Exercise details: Read the records that follow and state how many lines hold "exists", adding nothing else.

Stored data
^^^^
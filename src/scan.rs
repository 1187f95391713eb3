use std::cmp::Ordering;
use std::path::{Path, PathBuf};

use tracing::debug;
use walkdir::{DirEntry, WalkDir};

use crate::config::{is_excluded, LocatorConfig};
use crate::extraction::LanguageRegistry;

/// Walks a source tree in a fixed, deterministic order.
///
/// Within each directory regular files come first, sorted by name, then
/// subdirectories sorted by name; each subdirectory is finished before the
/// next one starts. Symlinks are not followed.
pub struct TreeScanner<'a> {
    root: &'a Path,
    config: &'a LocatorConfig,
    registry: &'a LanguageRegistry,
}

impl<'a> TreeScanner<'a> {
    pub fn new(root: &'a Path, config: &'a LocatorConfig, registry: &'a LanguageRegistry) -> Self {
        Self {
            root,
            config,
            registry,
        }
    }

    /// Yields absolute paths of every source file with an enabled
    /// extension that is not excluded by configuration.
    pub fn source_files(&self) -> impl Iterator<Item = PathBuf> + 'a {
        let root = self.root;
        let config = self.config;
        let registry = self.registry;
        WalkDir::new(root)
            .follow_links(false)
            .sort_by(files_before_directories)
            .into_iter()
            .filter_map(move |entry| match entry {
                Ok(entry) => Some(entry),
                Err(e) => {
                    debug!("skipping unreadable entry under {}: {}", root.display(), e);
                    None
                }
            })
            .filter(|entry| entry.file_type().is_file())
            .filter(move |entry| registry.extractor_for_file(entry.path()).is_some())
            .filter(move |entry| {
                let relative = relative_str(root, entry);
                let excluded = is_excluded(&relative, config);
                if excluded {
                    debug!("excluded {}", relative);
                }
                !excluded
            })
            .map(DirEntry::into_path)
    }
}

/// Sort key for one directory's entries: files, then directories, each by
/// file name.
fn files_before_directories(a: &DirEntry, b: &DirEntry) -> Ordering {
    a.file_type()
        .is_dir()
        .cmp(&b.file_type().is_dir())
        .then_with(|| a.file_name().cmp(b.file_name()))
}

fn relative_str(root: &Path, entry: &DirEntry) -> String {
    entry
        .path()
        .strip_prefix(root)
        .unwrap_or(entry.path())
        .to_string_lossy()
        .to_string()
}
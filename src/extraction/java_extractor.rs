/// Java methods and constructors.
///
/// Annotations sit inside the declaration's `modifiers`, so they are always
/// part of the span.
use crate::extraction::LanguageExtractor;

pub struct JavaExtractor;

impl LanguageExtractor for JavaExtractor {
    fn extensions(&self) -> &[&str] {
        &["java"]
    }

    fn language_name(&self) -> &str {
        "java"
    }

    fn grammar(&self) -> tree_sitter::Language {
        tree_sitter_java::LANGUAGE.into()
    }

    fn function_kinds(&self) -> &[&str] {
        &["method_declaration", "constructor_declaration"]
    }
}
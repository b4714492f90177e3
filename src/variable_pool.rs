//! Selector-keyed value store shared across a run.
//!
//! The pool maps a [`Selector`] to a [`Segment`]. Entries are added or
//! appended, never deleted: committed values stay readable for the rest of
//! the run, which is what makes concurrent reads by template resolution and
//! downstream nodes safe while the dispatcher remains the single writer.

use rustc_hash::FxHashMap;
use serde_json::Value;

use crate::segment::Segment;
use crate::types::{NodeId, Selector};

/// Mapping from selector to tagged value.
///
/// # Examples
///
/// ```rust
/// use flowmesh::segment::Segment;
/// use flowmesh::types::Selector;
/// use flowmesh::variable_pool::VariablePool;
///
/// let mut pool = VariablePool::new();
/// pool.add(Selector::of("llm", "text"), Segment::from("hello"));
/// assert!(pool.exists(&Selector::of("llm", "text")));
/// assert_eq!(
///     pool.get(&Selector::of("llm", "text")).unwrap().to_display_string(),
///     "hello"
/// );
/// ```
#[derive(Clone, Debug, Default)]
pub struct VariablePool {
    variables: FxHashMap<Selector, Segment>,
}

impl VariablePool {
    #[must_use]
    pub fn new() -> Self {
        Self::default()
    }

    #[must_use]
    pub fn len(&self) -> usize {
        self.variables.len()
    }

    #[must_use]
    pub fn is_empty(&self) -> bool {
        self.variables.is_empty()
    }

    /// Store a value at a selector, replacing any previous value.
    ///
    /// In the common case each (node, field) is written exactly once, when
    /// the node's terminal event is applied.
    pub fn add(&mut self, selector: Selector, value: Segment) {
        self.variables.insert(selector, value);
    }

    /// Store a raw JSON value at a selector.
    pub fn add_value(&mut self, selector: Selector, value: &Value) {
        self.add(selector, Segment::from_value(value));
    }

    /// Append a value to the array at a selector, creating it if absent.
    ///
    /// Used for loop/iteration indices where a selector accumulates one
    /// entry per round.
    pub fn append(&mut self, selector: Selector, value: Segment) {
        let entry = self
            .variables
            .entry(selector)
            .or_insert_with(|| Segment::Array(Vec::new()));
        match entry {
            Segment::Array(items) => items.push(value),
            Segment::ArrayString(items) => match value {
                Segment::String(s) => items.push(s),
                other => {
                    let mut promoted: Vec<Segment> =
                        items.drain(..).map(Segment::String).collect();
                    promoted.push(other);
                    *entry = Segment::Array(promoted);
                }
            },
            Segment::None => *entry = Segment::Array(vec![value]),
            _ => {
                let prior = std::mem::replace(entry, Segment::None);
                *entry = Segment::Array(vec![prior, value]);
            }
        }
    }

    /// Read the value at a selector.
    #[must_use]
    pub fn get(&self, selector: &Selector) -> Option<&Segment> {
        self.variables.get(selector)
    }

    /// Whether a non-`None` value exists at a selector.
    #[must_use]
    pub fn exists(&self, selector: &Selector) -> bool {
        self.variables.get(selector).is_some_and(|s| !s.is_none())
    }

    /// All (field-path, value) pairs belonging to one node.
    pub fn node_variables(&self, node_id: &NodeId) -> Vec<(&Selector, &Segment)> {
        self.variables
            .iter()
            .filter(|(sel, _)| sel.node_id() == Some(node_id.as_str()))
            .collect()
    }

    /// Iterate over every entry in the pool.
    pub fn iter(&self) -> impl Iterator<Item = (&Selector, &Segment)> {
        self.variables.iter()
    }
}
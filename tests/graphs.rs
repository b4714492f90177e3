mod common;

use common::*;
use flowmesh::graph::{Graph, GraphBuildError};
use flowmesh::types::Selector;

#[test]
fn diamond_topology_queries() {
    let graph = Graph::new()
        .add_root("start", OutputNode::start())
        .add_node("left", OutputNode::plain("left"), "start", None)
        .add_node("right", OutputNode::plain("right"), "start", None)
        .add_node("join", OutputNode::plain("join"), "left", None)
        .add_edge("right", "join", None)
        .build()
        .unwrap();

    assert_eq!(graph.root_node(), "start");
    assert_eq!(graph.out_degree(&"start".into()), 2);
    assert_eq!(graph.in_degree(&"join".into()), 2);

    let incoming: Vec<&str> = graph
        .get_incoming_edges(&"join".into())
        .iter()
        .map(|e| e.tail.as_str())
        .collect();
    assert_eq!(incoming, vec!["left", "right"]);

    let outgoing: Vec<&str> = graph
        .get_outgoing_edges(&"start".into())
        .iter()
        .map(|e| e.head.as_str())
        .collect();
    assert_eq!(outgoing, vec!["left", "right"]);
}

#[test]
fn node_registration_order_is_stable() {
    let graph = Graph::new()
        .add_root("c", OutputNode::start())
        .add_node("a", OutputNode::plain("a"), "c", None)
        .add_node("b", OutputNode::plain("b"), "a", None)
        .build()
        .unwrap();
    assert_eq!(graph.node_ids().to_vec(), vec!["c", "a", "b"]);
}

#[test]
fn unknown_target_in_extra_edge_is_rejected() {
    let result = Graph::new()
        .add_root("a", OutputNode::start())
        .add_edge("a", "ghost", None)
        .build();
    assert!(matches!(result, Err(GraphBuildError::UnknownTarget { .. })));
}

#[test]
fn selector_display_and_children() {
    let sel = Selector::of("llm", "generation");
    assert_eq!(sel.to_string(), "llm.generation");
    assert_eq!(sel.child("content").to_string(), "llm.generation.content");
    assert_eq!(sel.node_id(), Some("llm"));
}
^^^^
Exercise answer: 3